For Kroger, once you get some establishment inside of the building with good people, you can negotiate those fees. If you’re a start-up company coming in, it’s going to be $75,000 because you don’t know anyone. It’s going to be $75,000 and people pay it. I go in with the rice that I had, sit down with the buyer and he tells me, “I’ve published slotting $75,000.” I said, I know that. “However, I’m going to give you $40,000 and I’m going to take the other $35,000 and we’re going to invest it into promotional goods, or we’re going to do something at store-level with that 35,000.” They agree to it because I’m going to have the $35,000 working, turning my product. You can do that with certain retailers. It’s so crazy, and there are chains that charge $15,000 per SKU. There are chains that charge $100 per store for instance. You’d think, “That’s great. I’ll go in five stores.” Well, five stores, you’re not going to turn your product. It ends up costing you money no matter what.

Does it depend on how much market share the category incumbent has?

No, it doesn’t matter if it’s beans, it doesn’t matter if it’s barbeque sauce, it doesn’t matter if it’s rice, it’s $75,000. When you go over into frozen foods, it may be $100,000 because they’re putting electricity behind it and that kind of thing. If you’re a DSD (direct store delivery) company, it’s where all bets are off. That’s why I enjoyed having worked on both sides of the business for years. Frito-Lay for example, or Coke, they don’t pay those fees. Those don’t pay any slotting fees because they’re bringing the product to the store themselves. They have 15-feet and they’re getting that space worked for that retailer all the time. The retailer will tell you, “I charge you slotting fees because my people have to put your product on the shelf all the time, they’ve got to stock it every day.” That’s what that fee is really for. There’s just no rhyme or reason to it. People have asked me, how do they do it? There is no formula. They could decide tomorrow they’ve been charging $25,000, I think we could go to $40,000, and they’ll do it. If you want to stay in there, you pay it, or you don’t. The one thing to remember, I need to preface this, that’s a one-time fee. You’re not being asked to pay every year. That’s a one-time fee for that slot.

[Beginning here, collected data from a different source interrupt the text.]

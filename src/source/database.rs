//! Database data source: a single-column equality lookup.
//!
//! Table and column names come from the descriptor and are re-checked
//! against `[A-Za-z0-9_]+` on every fetch before being quoted into SQL.
//! The identifier value is always a bound parameter.

use std::sync::Arc;

use bytes::Bytes;
use sqlx::Row;

use super::resolver::Resolver;
use crate::error::StratumError;
use crate::pool::{Dialect, DbPool, PoolRegistry};

pub struct DatabaseSource {
    registry: Arc<PoolRegistry>,
    dsn: String,
    table: String,
    id_column: String,
    value_column: String,
    resolver: Resolver,
}

/// True for names made only of ASCII letters, digits and underscores.
#[must_use]
pub fn is_safe_identifier(name: &str) -> bool {
    !name.is_empty() && name.bytes().all(|b| b.is_ascii_alphanumeric() || b == b'_')
}

/// Build `SELECT <value> FROM <table> WHERE <id> = <placeholder>`.
///
/// PostgreSQL compares the identifier column as text so that a bound
/// string matches integer and text keys alike.
pub fn lookup_query(
    dialect: Dialect,
    table: &str,
    id_column: &str,
    value_column: &str,
) -> Result<String, StratumError> {
    for name in [table, id_column, value_column] {
        if !is_safe_identifier(name) {
            return Err(StratumError::InvalidIdentifier(name.to_string()));
        }
    }

    let id = match dialect {
        Dialect::Postgres => format!("{}::text", dialect.quote(id_column)),
        Dialect::MySql | Dialect::Sqlite => dialect.quote(id_column),
    };

    Ok(format!(
        "SELECT {} FROM {} WHERE {} = {}",
        dialect.quote(value_column),
        dialect.quote(table),
        id,
        dialect.placeholder()
    ))
}

/// Read column 0 as bytes, falling back to text, then to integers and
/// floats rendered as decimal text. NULL reads as `None`. When nothing
/// fits, the error from the bytes attempt is returned.
macro_rules! column_bytes {
    ($row:expr) => {{
        let row = &$row;
        match row.try_get::<Option<Vec<u8>>, _>(0) {
            Ok(value) => Ok(value),
            Err(err) => row
                .try_get::<Option<String>, _>(0)
                .map(|value| value.map(String::into_bytes))
                .or_else(|_| column_text!(row, i64))
                .or_else(|_| column_text!(row, i32))
                .or_else(|_| column_text!(row, i16))
                .or_else(|_| column_text!(row, f64))
                .or_else(|_| column_text!(row, f32))
                .map_err(|_| err),
        }
    }};
}

macro_rules! column_text {
    ($row:expr, $ty:ty) => {
        $row.try_get::<Option<$ty>, _>(0)
            .map(|value| value.map(|n| n.to_string().into_bytes()))
    };
}

impl DatabaseSource {
    #[must_use]
    pub fn new(
        registry: Arc<PoolRegistry>,
        dsn: &str,
        table: &str,
        id_column: &str,
        value_column: &str,
        resolver: Resolver,
    ) -> Self {
        Self {
            registry,
            dsn: dsn.to_string(),
            table: table.to_string(),
            id_column: id_column.to_string(),
            value_column: value_column.to_string(),
            resolver,
        }
    }

    pub async fn fetch(&self, id: &str) -> Result<Option<Bytes>, StratumError> {
        // Guard against corrupted descriptors before touching the pool
        let dialect = Dialect::detect(&self.dsn)?;
        let sql = lookup_query(dialect, &self.table, &self.id_column, &self.value_column)?;

        let pool = self.registry.acquire(&self.dsn).await?;
        let Some(raw) = query_value(&pool, &sql, id).await? else {
            return Ok(None);
        };

        self.resolver.resolve(Bytes::from(raw)).await
    }
}

async fn query_value(pool: &DbPool, sql: &str, id: &str) -> Result<Option<Vec<u8>>, StratumError> {
    let value = match pool {
        DbPool::Postgres(pool) => {
            let row = sqlx::query(sql).bind(id).fetch_optional(pool).await;
            row.and_then(|row| row.map(|row| column_bytes!(row)).transpose())
        }
        DbPool::MySql(pool) => {
            let row = sqlx::query(sql).bind(id).fetch_optional(pool).await;
            row.and_then(|row| row.map(|row| column_bytes!(row)).transpose())
        }
        DbPool::Sqlite(pool) => {
            let row = sqlx::query(sql).bind(id).fetch_optional(pool).await;
            row.and_then(|row| row.map(|row| column_bytes!(row)).transpose())
        }
    };

    value
        .map(Option::flatten)
        .map_err(StratumError::QueryFailed)
}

Is there an ongoing yearly placement fee?

No. Once you pay it, as long as you’re turning product, you don’t pay it again. Now, what happens is, again, this goes back to once you’ve established a relationship with a customer, so let’s say you have those two barbeque sauces. You think, wait a minute, this one is not doing it. I don’t want the smoky anymore, we’re going to come out with a tangy. You go to that retailer and you say, “I’m going to pull the smoky out but we’re going to replace it with tangy.” What they’re going to tell you is, you’re going to pay another $15,000. If you’re going to let go of that slot, then I may bring in somebody else that I’ve been wanting to bring in that may pay me $15,000 for that slot. You don’t just get to switch a product out. Now, that is if they don’t, again, if you’ve got a relationship, you can go in there and you can pull that off without having to pay that fee. If you don’t, you’ll pay it again, if you decide to change.